Ambos eran inteligentes, cultos, poderosos y podían mantener interesantes conversaciones en griego. ¿Qué más podían pedir?

Solo una cosa: que Ptolomeo y sus consejeros áulicos no se empeñaran en acabar con ellos. Cuando el eunuco Potino vio que César y Cleopatra se entendían, temió por su supervivencia y envió en secreto un mensaje a Aquilas para que trajese el ejército de Pelusio.

Mientras las tropas, unos veinte mil hombres entre gabinianos, egipcios y mercenarios diversos, avanzaban hacia Alejandría, el joven Ptolomeo se dedicó a incitar a la multitud contra los romanos, y en medio de una iracunda soflama pronunciada en el Ágora arrojó su diadema real al suelo. Cuando una turba de alejandrinos intentó asaltar el palacio, César tuvo que convocar una asamblea. Ante ella leyó el testamento de Auletes para explicar que la voluntad del difunto rey era que ambos hermanos reinaran juntos. Después, para contentar a esa multitud, César declaró por su cuenta y riesgo que a partir de ese momento la isla de Chipre dejaba de ser provincia romana y volvía a ser propiedad de Egipto. En ella, añadió, reinarían Arsínoe y el menor de los hermanos Ptolomeos.

Cuando le llegaron noticias de que el ejército de Aquilas venía contra él, César le envió a Dioscórides y Serapión, dos personajes que habían sido embajadores en Roma. Aquilas los hizo ejecutar a ambos y prosiguió su camino. A partir de ese momento, César, en sus propias palabras, «procuró tener al rey en su poder, pensando que su nombre poseía mucha autoridad entre sus súbditos, y para que pareciera que aquella guerra no obedecía a una decisión regia, sino a un plan privado de un puñado de mercenarios» (
BC
, 3.109).

Porque de una guerra se trató. Aquilas no tardó en tomar el control de Alejandría, salvo las zonas ocupadas por las tropas de César. Cuando el general intentó asaltar el palacio, las cohortes romanas lo repelieron. César comprendió enseguida que con tan pocos hombres le iba a ser imposible dominar la ciudad entera, máxime cuando tenía en contra a la población civil. Pero le era imprescindible hacerse con el puerto si no quería quedarse completamente sitiado en el distrito palaciego. Allí había más de setenta naves de guerra que podían bloquear el paso a las suyas cuando llegaran con los refuerzos que había pedido. Como tampoco tenía gente suficiente para dotarlas si se apoderaba de ellas, César decidió tomar una medida más drástica y ordenó a sus soldados que les prendieran fuego a todas.

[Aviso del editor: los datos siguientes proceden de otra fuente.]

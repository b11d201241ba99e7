//! Hook registration
//!
//! A component factory receives a `HookContext`, an explicit registration
//! handle that is open only while the factory runs. When the factory returns
//! the handle is sealed and its registrations are frozen into `Hooks`.
//! Registering through a sealed handle (for instance from a clone captured in
//! an event handler) logs an error and does nothing.

use std::cell::RefCell;
use std::fmt;
use std::rc::Rc;

use fos_dom::ElementRef;

use crate::ComponentError;

/// Callback run after every connection-triggered update
pub type MountedHook = Rc<dyn Fn(&ElementRef)>;

/// Callback run on every disconnection
pub type UnmountedHook = Rc<dyn Fn()>;

/// Registrations made during one factory run
#[derive(Clone, Default)]
pub struct Hooks {
    observed_attributes: Vec<String>,
    mounted: Vec<MountedHook>,
    unmounted: Vec<UnmountedHook>,
}

impl Hooks {
    /// Attribute names the host reports changes for, in registration order
    pub fn observed_attributes(&self) -> &[String] {
        &self.observed_attributes
    }

    /// Whether `attribute` is observed
    pub fn observes(&self, attribute: &str) -> bool {
        self.observed_attributes.iter().any(|a| a == attribute)
    }

    pub fn mounted_count(&self) -> usize {
        self.mounted.len()
    }

    pub fn unmounted_count(&self) -> usize {
        self.unmounted.len()
    }

    pub(crate) fn run_mounted(&self, host: &ElementRef) {
        for hook in &self.mounted {
            hook(host);
        }
    }

    pub(crate) fn run_unmounted(&self) {
        for hook in &self.unmounted {
            hook();
        }
    }
}

impl fmt::Debug for Hooks {
    fn fmt(&self, f: &mut fmt::Formatter<'_>) -> fmt::Result {
        f.debug_struct("Hooks")
            .field("observed_attributes", &self.observed_attributes)
            .field("mounted", &self.mounted.len())
            .field("unmounted", &self.unmounted.len())
            .finish()
    }
}

/// Registration handle passed to a component factory
#[derive(Clone)]
pub struct HookContext {
    inner: Rc<RefCell<HookState>>,
}

struct HookState {
    open: bool,
    hooks: Hooks,
}

impl HookContext {
    pub(crate) fn open() -> Self {
        Self {
            inner: Rc::new(RefCell::new(HookState {
                open: true,
                hooks: Hooks::default(),
            })),
        }
    }

    /// Close the registration window and return what was registered
    pub(crate) fn seal(&self) -> Hooks {
        let mut state = self.inner.borrow_mut();
        state.open = false;
        state.hooks.clone()
    }

    /// Whether registrations are still accepted
    pub fn is_open(&self) -> bool {
        self.inner.borrow().open
    }

    /// Ask the host to report changes to `name`
    pub fn observe_attribute(&self, name: impl Into<String>) {
        let name = name.into();
        self.register("observe_attribute", |hooks| hooks.observed_attributes.push(name));
    }

    /// Register style names
    ///
    /// Names are registered as observed attributes, not injected as
    /// stylesheets.
    pub fn register_styles<I, S>(&self, names: I)
    where
        I: IntoIterator<Item = S>,
        S: Into<String>,
    {
        let names: Vec<String> = names.into_iter().map(Into::into).collect();
        self.register("register_styles", |hooks| hooks.observed_attributes.extend(names));
    }

    /// Run `hook` with the host element after every connection-triggered update
    pub fn on_mounted(&self, hook: impl Fn(&ElementRef) + 'static) {
        self.register("on_mounted", |hooks| hooks.mounted.push(Rc::new(hook)));
    }

    /// Run `hook` on every disconnection
    pub fn on_unmounted(&self, hook: impl Fn() + 'static) {
        self.register("on_unmounted", |hooks| hooks.unmounted.push(Rc::new(hook)));
    }

    fn register(&self, hook: &'static str, apply: impl FnOnce(&mut Hooks)) {
        let mut state = self.inner.borrow_mut();
        if !state.open {
            let err = ComponentError::OutsideSetup { hook };
            tracing::error!("{}", err);
            return;
        }
        apply(&mut state.hooks);
    }
}

impl fmt::Debug for HookContext {
    fn fmt(&self, f: &mut fmt::Formatter<'_>) -> fmt::Result {
        let state = self.inner.borrow();
        f.debug_struct("HookContext")
            .field("open", &state.open)
            .field("hooks", &state.hooks)
            .finish()
    }
}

En medio de una furiosa batalla, sus hombres cumplieron sus órdenes. Pero el incendio se escapó de su control y las llamas se propagaron a los almacenes contiguos al puerto. Uno de estos pertenecía a la Biblioteca y contenía miles de volúmenes que ardieron como yesca. La historia fue engrosando con el tiempo y se llegó a decir que César había destruido la gran Biblioteca. La prueba más evidente de que no era cierto es que la Biblioteca siguió funcionando varios siglos. En cualquier caso, había entrado en decadencia desde el año 145, cuando el rey Ptolomeo Fiscón «el Panzudo» expulsó por venganza política a buena parte de los eruditos y científicos que trabajaban en ella.

Puesto que sus hombres controlaban ya la entrada oriental del Puerto Grande, César decidió tomar también la occidental, donde se alzaba el Faro. De ese modo dominaba los dos extremos de la bocana y podía decidir quién entraba o salía de allí, aunque no tenía suficientes hombres para dominar también el puerto de Eunosto. Al hablar de esta operación y de la isla de Faros, César explica algo muy curioso sobre ella: cuando algún barco se desviaba y acababa embarrancando en su costa, bien fuera por una tormenta o por un error del piloto al entrar en los tres canales de la bocana, los habitantes de Faros lo saqueaban como si fueran piratas.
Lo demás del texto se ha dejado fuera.